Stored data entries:
⟨
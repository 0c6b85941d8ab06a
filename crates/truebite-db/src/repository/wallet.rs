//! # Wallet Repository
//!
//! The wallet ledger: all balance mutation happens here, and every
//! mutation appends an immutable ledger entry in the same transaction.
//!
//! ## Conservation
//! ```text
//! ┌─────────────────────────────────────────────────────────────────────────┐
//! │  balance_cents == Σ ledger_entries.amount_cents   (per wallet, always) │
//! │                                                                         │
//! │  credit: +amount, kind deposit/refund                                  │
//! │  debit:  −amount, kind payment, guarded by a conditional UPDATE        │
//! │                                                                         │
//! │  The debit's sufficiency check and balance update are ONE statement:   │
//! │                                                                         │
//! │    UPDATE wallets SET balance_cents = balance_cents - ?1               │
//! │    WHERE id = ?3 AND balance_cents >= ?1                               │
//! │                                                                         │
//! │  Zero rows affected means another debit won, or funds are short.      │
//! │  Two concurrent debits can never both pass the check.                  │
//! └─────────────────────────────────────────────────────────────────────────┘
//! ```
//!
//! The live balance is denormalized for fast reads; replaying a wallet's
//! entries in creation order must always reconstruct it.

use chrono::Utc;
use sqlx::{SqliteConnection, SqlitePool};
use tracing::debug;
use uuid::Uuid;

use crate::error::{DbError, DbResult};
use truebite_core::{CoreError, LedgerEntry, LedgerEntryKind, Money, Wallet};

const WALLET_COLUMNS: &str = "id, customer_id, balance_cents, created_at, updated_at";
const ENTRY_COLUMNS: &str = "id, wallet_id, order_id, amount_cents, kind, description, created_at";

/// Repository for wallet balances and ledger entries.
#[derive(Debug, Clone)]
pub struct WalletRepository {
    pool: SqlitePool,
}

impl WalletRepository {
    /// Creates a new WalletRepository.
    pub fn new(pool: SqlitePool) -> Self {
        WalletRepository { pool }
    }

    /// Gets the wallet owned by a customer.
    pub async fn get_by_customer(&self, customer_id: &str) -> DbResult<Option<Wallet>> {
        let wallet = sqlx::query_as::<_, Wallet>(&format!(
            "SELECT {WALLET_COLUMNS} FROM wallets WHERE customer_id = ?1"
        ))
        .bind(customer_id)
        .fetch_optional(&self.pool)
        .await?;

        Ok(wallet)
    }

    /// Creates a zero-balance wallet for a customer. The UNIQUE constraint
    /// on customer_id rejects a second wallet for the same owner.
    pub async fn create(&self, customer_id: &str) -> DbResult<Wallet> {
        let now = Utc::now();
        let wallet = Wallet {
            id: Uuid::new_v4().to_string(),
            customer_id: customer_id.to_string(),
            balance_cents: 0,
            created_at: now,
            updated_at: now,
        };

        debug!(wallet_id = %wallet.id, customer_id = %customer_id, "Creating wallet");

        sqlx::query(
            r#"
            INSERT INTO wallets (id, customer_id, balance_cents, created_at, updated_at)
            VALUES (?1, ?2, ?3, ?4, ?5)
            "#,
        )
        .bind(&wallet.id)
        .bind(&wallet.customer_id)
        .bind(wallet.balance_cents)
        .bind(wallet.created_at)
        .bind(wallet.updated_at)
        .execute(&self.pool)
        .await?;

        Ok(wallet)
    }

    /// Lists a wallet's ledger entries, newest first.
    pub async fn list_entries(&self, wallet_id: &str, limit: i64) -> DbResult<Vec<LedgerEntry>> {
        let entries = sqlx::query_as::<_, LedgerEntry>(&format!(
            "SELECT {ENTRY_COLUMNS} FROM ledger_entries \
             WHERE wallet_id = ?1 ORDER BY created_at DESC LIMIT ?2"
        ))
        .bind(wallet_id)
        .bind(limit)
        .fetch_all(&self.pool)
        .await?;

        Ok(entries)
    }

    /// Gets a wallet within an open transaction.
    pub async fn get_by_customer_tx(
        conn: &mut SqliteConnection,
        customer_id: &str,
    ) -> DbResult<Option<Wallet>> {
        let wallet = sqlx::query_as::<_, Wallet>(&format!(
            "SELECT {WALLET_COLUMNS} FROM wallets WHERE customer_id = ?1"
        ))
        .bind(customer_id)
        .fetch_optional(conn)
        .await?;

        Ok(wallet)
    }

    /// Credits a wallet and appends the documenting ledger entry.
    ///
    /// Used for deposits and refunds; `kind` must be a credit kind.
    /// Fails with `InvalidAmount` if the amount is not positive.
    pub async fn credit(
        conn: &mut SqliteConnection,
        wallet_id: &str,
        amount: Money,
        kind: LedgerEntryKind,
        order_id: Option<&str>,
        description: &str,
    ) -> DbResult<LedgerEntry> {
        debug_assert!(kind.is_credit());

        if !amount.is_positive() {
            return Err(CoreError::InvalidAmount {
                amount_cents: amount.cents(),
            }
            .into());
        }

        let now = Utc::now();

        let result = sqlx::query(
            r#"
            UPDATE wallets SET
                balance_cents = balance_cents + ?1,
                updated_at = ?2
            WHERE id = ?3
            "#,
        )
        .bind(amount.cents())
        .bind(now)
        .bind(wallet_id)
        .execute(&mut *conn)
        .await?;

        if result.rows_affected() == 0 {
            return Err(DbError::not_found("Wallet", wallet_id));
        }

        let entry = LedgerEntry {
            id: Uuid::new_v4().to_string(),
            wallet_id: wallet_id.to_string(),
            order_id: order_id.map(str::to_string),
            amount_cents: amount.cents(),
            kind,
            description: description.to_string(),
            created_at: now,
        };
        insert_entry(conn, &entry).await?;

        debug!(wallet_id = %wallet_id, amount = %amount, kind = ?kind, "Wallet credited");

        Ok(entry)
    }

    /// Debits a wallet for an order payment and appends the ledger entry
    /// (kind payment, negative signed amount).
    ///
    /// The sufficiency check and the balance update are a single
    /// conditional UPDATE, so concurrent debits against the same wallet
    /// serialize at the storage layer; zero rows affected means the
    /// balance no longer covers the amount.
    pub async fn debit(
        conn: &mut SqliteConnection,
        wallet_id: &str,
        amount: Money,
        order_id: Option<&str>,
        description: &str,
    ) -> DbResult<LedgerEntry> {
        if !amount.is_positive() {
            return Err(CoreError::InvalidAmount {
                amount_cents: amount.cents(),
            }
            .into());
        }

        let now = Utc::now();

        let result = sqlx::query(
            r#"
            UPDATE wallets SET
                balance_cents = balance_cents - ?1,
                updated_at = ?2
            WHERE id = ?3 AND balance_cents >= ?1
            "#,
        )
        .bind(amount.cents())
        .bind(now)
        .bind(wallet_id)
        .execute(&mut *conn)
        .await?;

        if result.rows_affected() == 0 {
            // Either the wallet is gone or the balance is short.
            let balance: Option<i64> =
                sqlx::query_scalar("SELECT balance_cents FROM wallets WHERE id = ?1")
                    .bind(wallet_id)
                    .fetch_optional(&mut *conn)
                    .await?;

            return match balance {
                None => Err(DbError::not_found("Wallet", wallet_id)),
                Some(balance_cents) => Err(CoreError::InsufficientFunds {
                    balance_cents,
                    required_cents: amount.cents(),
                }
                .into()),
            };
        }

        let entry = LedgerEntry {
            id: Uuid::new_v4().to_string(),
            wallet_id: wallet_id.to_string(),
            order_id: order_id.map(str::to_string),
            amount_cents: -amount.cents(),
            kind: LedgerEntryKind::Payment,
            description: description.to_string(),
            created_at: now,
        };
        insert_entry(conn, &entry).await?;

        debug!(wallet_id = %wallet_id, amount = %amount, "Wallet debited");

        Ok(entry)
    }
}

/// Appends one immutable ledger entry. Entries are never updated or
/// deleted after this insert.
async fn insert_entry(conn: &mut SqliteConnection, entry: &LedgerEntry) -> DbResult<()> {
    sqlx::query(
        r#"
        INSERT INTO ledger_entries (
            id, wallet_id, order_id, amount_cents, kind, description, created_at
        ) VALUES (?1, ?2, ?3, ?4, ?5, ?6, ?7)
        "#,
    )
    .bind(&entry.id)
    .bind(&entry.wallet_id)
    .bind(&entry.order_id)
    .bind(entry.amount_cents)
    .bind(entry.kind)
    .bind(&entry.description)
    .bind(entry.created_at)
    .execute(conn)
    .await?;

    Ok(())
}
⟩
⟨
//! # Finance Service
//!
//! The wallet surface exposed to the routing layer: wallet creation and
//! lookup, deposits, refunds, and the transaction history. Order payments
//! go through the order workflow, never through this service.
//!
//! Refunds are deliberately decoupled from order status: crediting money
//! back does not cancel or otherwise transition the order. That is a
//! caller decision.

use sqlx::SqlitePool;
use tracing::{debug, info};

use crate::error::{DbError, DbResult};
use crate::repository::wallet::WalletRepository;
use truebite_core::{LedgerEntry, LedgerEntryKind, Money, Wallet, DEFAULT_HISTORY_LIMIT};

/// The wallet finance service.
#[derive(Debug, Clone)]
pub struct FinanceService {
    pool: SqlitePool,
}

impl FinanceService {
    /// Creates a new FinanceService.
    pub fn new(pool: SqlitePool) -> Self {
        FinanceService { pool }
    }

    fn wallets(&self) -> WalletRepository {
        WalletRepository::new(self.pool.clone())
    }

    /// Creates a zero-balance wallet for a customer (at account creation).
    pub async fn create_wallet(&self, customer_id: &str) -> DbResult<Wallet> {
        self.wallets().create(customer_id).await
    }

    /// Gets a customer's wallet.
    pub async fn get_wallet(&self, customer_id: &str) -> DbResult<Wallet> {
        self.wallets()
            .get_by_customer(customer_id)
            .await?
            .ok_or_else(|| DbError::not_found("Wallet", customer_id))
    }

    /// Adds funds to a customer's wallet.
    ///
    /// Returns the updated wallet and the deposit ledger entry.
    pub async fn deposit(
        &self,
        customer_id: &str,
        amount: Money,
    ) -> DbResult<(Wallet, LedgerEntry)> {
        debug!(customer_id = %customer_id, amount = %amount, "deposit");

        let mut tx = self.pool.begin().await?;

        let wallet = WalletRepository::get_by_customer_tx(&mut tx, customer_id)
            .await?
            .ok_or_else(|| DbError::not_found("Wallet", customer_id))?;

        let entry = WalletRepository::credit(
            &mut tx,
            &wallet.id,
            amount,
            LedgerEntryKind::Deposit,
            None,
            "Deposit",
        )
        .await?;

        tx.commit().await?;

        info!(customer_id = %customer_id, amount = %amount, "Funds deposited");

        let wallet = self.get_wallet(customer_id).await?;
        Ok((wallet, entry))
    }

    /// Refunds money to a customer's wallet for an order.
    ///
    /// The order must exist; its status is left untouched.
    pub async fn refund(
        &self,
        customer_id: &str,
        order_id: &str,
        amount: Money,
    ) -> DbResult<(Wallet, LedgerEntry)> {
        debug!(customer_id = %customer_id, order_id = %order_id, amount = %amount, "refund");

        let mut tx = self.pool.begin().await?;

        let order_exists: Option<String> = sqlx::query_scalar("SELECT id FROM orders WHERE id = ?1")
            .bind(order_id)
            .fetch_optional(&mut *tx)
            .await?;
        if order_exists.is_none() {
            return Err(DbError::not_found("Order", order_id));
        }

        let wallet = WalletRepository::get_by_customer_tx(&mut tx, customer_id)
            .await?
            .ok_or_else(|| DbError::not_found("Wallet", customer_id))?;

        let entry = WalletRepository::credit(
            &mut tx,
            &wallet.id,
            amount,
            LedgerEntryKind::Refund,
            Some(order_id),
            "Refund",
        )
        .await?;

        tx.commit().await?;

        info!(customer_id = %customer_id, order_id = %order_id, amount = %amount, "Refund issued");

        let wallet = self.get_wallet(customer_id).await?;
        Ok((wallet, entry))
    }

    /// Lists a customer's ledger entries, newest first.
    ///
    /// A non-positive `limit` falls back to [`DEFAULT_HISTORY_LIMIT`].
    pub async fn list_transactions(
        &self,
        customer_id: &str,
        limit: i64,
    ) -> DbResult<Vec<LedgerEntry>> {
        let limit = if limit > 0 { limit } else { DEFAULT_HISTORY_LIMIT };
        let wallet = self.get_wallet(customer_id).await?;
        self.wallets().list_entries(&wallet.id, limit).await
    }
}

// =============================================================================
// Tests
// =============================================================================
⟩
⟨
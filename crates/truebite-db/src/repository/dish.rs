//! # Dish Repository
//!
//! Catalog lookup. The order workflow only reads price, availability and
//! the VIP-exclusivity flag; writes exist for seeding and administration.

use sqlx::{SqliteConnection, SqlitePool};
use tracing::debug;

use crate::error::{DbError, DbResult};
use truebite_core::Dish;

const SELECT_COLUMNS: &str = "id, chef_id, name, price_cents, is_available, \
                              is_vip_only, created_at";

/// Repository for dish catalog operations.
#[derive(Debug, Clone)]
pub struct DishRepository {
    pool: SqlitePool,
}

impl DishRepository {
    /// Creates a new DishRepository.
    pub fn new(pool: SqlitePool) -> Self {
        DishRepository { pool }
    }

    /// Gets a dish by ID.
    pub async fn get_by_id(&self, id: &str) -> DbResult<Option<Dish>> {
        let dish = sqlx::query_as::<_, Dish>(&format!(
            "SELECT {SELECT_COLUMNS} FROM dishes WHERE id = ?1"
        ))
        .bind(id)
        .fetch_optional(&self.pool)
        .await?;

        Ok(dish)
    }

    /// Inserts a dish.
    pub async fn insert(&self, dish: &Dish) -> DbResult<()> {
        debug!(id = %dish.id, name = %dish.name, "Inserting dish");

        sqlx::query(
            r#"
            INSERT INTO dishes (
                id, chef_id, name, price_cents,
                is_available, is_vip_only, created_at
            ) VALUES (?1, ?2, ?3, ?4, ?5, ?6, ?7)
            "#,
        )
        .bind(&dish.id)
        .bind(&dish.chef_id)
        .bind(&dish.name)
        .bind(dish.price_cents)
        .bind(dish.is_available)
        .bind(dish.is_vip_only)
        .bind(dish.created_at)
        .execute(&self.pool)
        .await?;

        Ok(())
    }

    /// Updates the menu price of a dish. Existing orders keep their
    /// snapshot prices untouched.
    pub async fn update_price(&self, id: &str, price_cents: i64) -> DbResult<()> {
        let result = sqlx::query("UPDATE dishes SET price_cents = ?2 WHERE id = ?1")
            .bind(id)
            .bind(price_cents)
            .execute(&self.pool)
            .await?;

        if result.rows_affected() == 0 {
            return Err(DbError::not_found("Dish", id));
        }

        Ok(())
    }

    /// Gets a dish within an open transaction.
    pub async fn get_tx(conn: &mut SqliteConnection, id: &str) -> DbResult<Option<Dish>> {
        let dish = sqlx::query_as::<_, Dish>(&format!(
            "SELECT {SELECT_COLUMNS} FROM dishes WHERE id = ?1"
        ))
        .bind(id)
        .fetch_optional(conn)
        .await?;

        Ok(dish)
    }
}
⟩
WHAT IS BEING ASKED:
Extract from the data every line where "LedgerEntryKind" shows up.

EXERCISE OUTPUT:
use truebite_core::{CoreError, LedgerEntry, LedgerEntryKind, Money, Wallet};
        kind: LedgerEntryKind,
            kind: LedgerEntryKind::Payment,
use truebite_core::{LedgerEntry, LedgerEntryKind, Money, Wallet, DEFAULT_HISTORY_LIMIT};
            LedgerEntryKind::Deposit,
            LedgerEntryKind::Refund,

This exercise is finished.